● Assignment:
In the material below, find every line with "async" and pull it out.

● Provided material:
__________________________________________________
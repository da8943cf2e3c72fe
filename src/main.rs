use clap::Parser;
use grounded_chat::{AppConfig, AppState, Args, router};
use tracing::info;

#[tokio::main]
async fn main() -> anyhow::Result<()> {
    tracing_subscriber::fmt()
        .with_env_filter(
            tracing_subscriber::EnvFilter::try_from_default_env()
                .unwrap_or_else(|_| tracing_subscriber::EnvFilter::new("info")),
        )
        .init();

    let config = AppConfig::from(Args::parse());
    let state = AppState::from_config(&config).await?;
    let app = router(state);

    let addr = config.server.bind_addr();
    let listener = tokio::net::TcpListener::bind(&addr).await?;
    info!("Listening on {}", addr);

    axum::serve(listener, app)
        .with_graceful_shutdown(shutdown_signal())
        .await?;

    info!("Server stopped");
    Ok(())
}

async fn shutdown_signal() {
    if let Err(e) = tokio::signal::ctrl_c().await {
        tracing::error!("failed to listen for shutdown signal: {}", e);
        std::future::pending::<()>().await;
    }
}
__________________________________________________
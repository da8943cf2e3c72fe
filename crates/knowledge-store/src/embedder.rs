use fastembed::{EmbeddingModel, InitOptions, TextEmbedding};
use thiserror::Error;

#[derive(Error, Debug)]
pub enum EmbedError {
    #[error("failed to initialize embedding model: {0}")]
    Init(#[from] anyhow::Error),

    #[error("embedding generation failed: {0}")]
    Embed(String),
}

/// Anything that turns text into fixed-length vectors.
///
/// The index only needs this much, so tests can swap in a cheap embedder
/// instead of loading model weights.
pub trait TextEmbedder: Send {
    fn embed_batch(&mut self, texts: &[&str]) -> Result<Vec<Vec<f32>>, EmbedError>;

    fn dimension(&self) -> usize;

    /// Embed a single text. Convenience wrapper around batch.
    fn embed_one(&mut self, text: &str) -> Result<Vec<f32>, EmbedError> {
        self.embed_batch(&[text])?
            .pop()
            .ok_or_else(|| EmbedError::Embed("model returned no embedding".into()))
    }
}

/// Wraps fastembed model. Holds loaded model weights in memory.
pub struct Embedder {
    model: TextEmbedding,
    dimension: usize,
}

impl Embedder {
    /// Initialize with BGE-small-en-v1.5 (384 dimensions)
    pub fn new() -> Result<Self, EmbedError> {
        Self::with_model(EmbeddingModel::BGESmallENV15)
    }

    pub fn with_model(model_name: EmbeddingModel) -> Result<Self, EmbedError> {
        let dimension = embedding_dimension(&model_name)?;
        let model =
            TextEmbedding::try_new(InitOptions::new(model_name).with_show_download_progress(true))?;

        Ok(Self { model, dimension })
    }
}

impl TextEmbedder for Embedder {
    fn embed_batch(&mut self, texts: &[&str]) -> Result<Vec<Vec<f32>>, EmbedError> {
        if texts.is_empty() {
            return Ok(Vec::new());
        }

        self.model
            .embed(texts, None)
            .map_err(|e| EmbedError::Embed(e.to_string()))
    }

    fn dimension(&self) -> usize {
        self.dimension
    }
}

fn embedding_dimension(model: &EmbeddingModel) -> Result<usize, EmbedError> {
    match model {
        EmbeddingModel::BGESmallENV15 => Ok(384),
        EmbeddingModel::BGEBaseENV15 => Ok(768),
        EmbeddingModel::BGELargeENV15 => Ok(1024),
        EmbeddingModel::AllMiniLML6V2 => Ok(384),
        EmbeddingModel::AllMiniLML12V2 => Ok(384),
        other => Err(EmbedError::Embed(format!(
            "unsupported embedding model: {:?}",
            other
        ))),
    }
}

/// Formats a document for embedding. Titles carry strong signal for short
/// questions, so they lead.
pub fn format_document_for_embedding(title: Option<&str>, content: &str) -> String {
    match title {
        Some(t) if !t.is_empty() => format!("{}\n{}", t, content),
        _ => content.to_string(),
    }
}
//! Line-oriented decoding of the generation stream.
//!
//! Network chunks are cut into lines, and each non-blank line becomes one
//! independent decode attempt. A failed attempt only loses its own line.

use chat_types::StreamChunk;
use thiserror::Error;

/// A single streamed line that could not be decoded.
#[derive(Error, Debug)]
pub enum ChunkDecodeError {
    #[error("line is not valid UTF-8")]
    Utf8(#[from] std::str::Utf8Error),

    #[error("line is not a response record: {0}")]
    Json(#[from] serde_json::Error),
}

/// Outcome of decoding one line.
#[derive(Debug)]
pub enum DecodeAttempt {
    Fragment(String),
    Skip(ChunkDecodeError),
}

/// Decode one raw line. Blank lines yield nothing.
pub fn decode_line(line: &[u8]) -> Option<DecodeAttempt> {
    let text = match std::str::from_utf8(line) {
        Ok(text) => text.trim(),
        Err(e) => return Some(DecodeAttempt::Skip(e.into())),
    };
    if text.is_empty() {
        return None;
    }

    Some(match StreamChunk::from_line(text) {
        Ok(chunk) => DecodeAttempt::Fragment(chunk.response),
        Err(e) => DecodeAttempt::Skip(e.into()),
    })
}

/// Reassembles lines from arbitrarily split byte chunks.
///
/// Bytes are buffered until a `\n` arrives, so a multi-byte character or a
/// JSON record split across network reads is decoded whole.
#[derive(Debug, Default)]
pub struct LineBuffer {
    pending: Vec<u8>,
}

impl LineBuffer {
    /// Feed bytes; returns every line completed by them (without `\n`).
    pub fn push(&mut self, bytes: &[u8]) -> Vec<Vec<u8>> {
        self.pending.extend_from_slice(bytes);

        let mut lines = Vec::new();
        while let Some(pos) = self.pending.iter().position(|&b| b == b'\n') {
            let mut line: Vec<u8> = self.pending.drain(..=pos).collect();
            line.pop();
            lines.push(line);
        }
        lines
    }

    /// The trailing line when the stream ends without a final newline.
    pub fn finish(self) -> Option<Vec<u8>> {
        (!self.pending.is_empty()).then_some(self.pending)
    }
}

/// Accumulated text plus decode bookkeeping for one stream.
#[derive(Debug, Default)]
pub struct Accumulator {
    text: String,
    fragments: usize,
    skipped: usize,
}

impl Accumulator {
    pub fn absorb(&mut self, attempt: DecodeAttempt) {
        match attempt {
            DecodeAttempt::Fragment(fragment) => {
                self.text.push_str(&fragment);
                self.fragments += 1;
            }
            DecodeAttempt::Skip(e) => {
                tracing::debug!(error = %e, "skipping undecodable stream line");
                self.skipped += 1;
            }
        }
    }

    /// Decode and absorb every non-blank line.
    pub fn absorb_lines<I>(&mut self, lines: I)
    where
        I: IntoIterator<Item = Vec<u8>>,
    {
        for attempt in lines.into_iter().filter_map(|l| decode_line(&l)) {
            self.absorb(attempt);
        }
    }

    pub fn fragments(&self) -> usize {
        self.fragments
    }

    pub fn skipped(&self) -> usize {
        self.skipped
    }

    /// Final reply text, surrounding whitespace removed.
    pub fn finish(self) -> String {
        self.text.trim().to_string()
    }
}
__________________________________________________
● Exercise response:
async fn main() -> anyhow::Result<()> {
async fn shutdown_signal() {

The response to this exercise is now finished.